> EXTRACTED MATERIAL:

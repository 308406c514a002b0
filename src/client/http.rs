//! HTTP client for the turn server

use std::time::Duration;

use async_trait::async_trait;
use serde::{Deserialize, Serialize};
use url::Url;

use super::TurnClient;
use crate::db::Interaction;
use crate::{Error, Result};

/// Default request timeout; turns include model inference
const REQUEST_TIMEOUT: Duration = Duration::from_secs(180);

#[derive(Serialize)]
struct TurnRequest<'a> {
    user_id: &'a str,
    user_input: &'a str,
}

#[derive(Deserialize)]
struct TurnResponse {
    response: String,
}

#[derive(Serialize)]
struct SpeechRequest<'a> {
    text: &'a str,
}

#[derive(Deserialize)]
struct InteractionsResponse {
    interactions: Vec<Interaction>,
}

#[derive(Deserialize)]
struct ErrorBody {
    error: ErrorDetail,
}

#[derive(Deserialize)]
struct ErrorDetail {
    code: String,
    message: String,
}

/// Client for the assistant's HTTP API
#[derive(Debug, Clone)]
pub struct ApiClient {
    client: reqwest::Client,
    base_url: Url,
    user_id: String,
}

impl ApiClient {
    /// Create a client for the server at `base_url`, acting as `user_id`
    ///
    /// # Errors
    ///
    /// Returns error if the URL is invalid or the HTTP client cannot be built
    pub fn new(base_url: &str, user_id: impl Into<String>) -> Result<Self> {
        let mut base_url =
            Url::parse(base_url).map_err(|e| Error::Config(format!("invalid server URL: {e}")))?;
        if !base_url.path().ends_with('/') {
            let path = format!("{}/", base_url.path());
            base_url.set_path(&path);
        }

        let client = reqwest::Client::builder()
            .timeout(REQUEST_TIMEOUT)
            .build()?;

        Ok(Self {
            client,
            base_url,
            user_id: user_id.into(),
        })
    }

    /// The user this client speaks for
    #[must_use]
    pub fn user_id(&self) -> &str {
        &self.user_id
    }

    /// Run a conversation turn
    ///
    /// # Errors
    ///
    /// Returns `Transport` if the server is unreachable, or the server's
    /// turn error otherwise
    pub async fn ask(&self, user_input: &str) -> Result<String> {
        let response = self
            .client
            .post(self.endpoint("turn")?)
            .json(&TurnRequest {
                user_id: &self.user_id,
                user_input,
            })
            .send()
            .await
            .map_err(transport)?;

        let response = check_status(response).await?;
        let body: TurnResponse = response.json().await.map_err(transport)?;
        Ok(body.response)
    }

    /// Synthesize speech on the server, returning MP3 bytes
    ///
    /// # Errors
    ///
    /// Returns error if the server is unreachable or synthesis fails
    pub async fn text_to_speech(&self, text: &str) -> Result<Vec<u8>> {
        let response = self
            .client
            .post(self.endpoint("text-to-speech")?)
            .json(&SpeechRequest { text })
            .send()
            .await
            .map_err(transport)?;

        let response = check_status(response).await?;
        let bytes = response.bytes().await.map_err(transport)?;
        Ok(bytes.to_vec())
    }

    /// Fetch a user's stored interactions, oldest first
    ///
    /// # Errors
    ///
    /// Returns error if the server is unreachable or storage is unavailable
    pub async fn interactions(&self, user_id: &str) -> Result<Vec<Interaction>> {
        let mut url = self.endpoint("interactions/")?;
        url.path_segments_mut()
            .map_err(|()| Error::Config("server URL cannot be a base".to_string()))?
            .pop_if_empty()
            .push(user_id);

        let response = self.client.get(url).send().await.map_err(transport)?;
        let response = check_status(response).await?;
        let body: InteractionsResponse = response.json().await.map_err(transport)?;
        Ok(body.interactions)
    }

    fn endpoint(&self, path: &str) -> Result<Url> {
        self.base_url
            .join(path)
            .map_err(|e| Error::Config(format!("invalid endpoint {path}: {e}")))
    }
}

#[async_trait]
impl TurnClient for ApiClient {
    async fn send_turn(&self, user_input: &str) -> Result<String> {
        self.ask(user_input).await
    }
}

fn transport(e: reqwest::Error) -> Error {
    Error::Transport(e.to_string())
}

/// Map a non-success response onto the error it reports
async fn check_status(response: reqwest::Response) -> Result<reqwest::Response> {
    let status = response.status();
    if status.is_success() {
        return Ok(response);
    }

    let text = response.text().await.unwrap_or_default();
    let Ok(body) = serde_json::from_str::<ErrorBody>(&text) else {
        return Err(Error::Transport(format!("server returned {status}: {text}")));
    };

    Err(error_from_code(&body.error.code, body.error.message))
}

fn error_from_code(code: &str, message: String) -> Error {
    match code {
        "model_unavailable" => Error::ModelUnavailable,
        "empty_response" => Error::EmptyResponse,
        "model_error" => Error::Model(message),
        "not_configured" | "synthesis_failed" => Error::Tts(message),
        "storage_unavailable" | "storage_error" => Error::StorageUnavailable(message),
        _ => Error::Transport(format!("{code}: {message}")),
    }
}
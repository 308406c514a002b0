//! Database schema and migrations

use rusqlite::Connection;

use crate::Result;

/// Current schema version
pub const SCHEMA_VERSION: i32 = 1;

/// Initialize the database schema
///
/// # Errors
///
/// Returns error if migration fails
pub fn init(conn: &Connection) -> Result<()> {
    let version: i32 = conn
        .query_row("PRAGMA user_version", [], |row| row.get(0))
        .unwrap_or(0);

    if version < 1 {
        migrate_v1(conn)?;
    }

    Ok(())
}

fn migrate_v1(conn: &Connection) -> Result<()> {
    conn.execute_batch(
        r"
        CREATE TABLE IF NOT EXISTS interactions (
            id INTEGER PRIMARY KEY AUTOINCREMENT,
            user_id TEXT NOT NULL,
            user_input TEXT NOT NULL,
            ai_response TEXT NOT NULL,
            timestamp TEXT NOT NULL
        );

        CREATE INDEX IF NOT EXISTS idx_interactions_user_time
            ON interactions(user_id, timestamp);

        PRAGMA user_version = 1;
        ",
    )?;

    tracing::debug!("applied schema migration v1");
    Ok(())
}
//! HTTP completion backend for a local inference server

use std::time::Duration;

use serde::{Deserialize, Serialize};

use super::LanguageModel;
use crate::config::ModelConfig;
use crate::{Error, Result};

/// Wire protocol spoken by the inference server
#[derive(Debug, Clone, Copy, Default, PartialEq, Eq)]
pub enum CompletionApi {
    /// llama.cpp server (`POST /completion`)
    #[default]
    LlamaCpp,
    /// OpenAI-compatible (`POST /v1/completions`)
    OpenAi,
}

impl CompletionApi {
    /// Parse from a config string
    #[must_use]
    pub fn from_str(s: &str) -> Option<Self> {
        match s.trim().to_lowercase().as_str() {
            "llamacpp" | "llama.cpp" | "llama" => Some(Self::LlamaCpp),
            "openai" | "openai-compatible" => Some(Self::OpenAi),
            _ => None,
        }
    }

    const fn generate_path(self) -> &'static str {
        match self {
            Self::LlamaCpp => "completion",
            Self::OpenAi => "v1/completions",
        }
    }

    const fn health_path(self) -> &'static str {
        match self {
            Self::LlamaCpp => "health",
            Self::OpenAi => "v1/models",
        }
    }
}

#[derive(Serialize)]
struct LlamaCppRequest<'a> {
    prompt: &'a str,
    n_predict: u32,
}

#[derive(Deserialize)]
struct LlamaCppResponse {
    content: String,
}

#[derive(Serialize)]
struct OpenAiRequest<'a> {
    model: &'a str,
    prompt: &'a str,
    max_tokens: u32,
}

#[derive(Deserialize)]
struct OpenAiResponse {
    choices: Vec<OpenAiChoice>,
}

#[derive(Deserialize)]
struct OpenAiChoice {
    text: String,
}

/// Language model served over HTTP
///
/// Uses a blocking client, so construct and call it off the async runtime
/// (`spawn_blocking` or a dedicated thread).
pub struct CompletionModel {
    client: reqwest::blocking::Client,
    base_url: url::Url,
    api: CompletionApi,
    model: String,
}

impl std::fmt::Debug for CompletionModel {
    fn fmt(&self, f: &mut std::fmt::Formatter<'_>) -> std::fmt::Result {
        f.debug_struct("CompletionModel")
            .field("base_url", &self.base_url.as_str())
            .field("api", &self.api)
            .field("model", &self.model)
            .finish_non_exhaustive()
    }
}

impl CompletionModel {
    /// Build a client for the configured inference server without contacting it
    ///
    /// # Errors
    ///
    /// Returns error if the URL is invalid or the HTTP client cannot be built
    pub fn new(config: &ModelConfig) -> Result<Self> {
        let mut base_url = url::Url::parse(&config.url)
            .map_err(|e| Error::Config(format!("invalid model URL '{}': {e}", config.url)))?;

        // Keep any path prefix when joining endpoint paths
        if !base_url.path().ends_with('/') {
            let path = format!("{}/", base_url.path());
            base_url.set_path(&path);
        }

        let client = reqwest::blocking::Client::builder()
            .timeout(Duration::from_secs(config.timeout_secs))
            .build()
            .map_err(|e| Error::Config(format!("failed to create HTTP client: {e}")))?;

        Ok(Self {
            client,
            base_url,
            api: config.api,
            model: config.model.clone(),
        })
    }

    /// Build the client and verify the inference server answers
    ///
    /// # Errors
    ///
    /// Returns error if the server is unreachable or reports itself unhealthy
    pub fn load(config: &ModelConfig) -> Result<Self> {
        let model = Self::new(config)?;
        model.check_health()?;

        tracing::info!(
            url = %model.base_url,
            api = ?model.api,
            model = %model.model,
            "language model loaded"
        );
        Ok(model)
    }

    /// Check that the inference server is up
    ///
    /// # Errors
    ///
    /// Returns error if the health request fails or returns a non-success status
    pub fn check_health(&self) -> Result<()> {
        let url = self.endpoint(self.api.health_path())?;
        let response = self
            .client
            .get(url)
            .send()
            .map_err(|e| Error::Model(format!("inference server unreachable: {e}")))?;

        if !response.status().is_success() {
            return Err(Error::Model(format!(
                "inference server not ready ({})",
                response.status()
            )));
        }

        Ok(())
    }

    fn endpoint(&self, path: &str) -> Result<url::Url> {
        self.base_url
            .join(path)
            .map_err(|e| Error::Config(format!("invalid endpoint path '{path}': {e}")))
    }

    fn generate_llamacpp(&self, prompt: &str, max_new_tokens: u32) -> Result<String> {
        let request = LlamaCppRequest {
            prompt,
            n_predict: max_new_tokens,
        };

        let response = self
            .client
            .post(self.endpoint(self.api.generate_path())?)
            .json(&request)
            .send()
            .map_err(|e| Error::Model(e.to_string()))?;

        let status = response.status();
        if !status.is_success() {
            let body = response.text().unwrap_or_default();
            return Err(Error::Model(format!("completion error {status}: {body}")));
        }

        let result: LlamaCppResponse = response
            .json()
            .map_err(|e| Error::Model(format!("malformed completion response: {e}")))?;
        Ok(result.content)
    }

    fn generate_openai(&self, prompt: &str, max_new_tokens: u32) -> Result<String> {
        let request = OpenAiRequest {
            model: &self.model,
            prompt,
            max_tokens: max_new_tokens,
        };

        let response = self
            .client
            .post(self.endpoint(self.api.generate_path())?)
            .json(&request)
            .send()
            .map_err(|e| Error::Model(e.to_string()))?;

        let status = response.status();
        if !status.is_success() {
            let body = response.text().unwrap_or_default();
            return Err(Error::Model(format!("completion error {status}: {body}")));
        }

        let result: OpenAiResponse = response
            .json()
            .map_err(|e| Error::Model(format!("malformed completion response: {e}")))?;

        result
            .choices
            .into_iter()
            .next()
            .map(|c| c.text)
            .ok_or_else(|| Error::Model("completion response had no choices".to_string()))
    }
}

impl LanguageModel for CompletionModel {
    fn generate(&self, prompt: &str, max_new_tokens: u32) -> Result<String> {
        tracing::debug!(
            prompt_len = prompt.len(),
            max_new_tokens,
            "requesting completion"
        );

        let text = match self.api {
            CompletionApi::LlamaCpp => self.generate_llamacpp(prompt, max_new_tokens)?,
            CompletionApi::OpenAi => self.generate_openai(prompt, max_new_tokens)?,
        };

        tracing::debug!(response_len = text.len(), "completion received");
        Ok(text)
    }
}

> DIRECTIONS FOR THIS TASK: Where in the entries above does the word "impl" appear? Copy each line that has it.

> RESULT OF THIS EXERCISE:
impl ApiClient {
    pub fn new(base_url: &str, user_id: impl Into<String>) -> Result<Self> {
impl TurnClient for ApiClient {
impl CompletionApi {
impl std::fmt::Debug for CompletionModel {
impl CompletionModel {
impl LanguageModel for CompletionModel {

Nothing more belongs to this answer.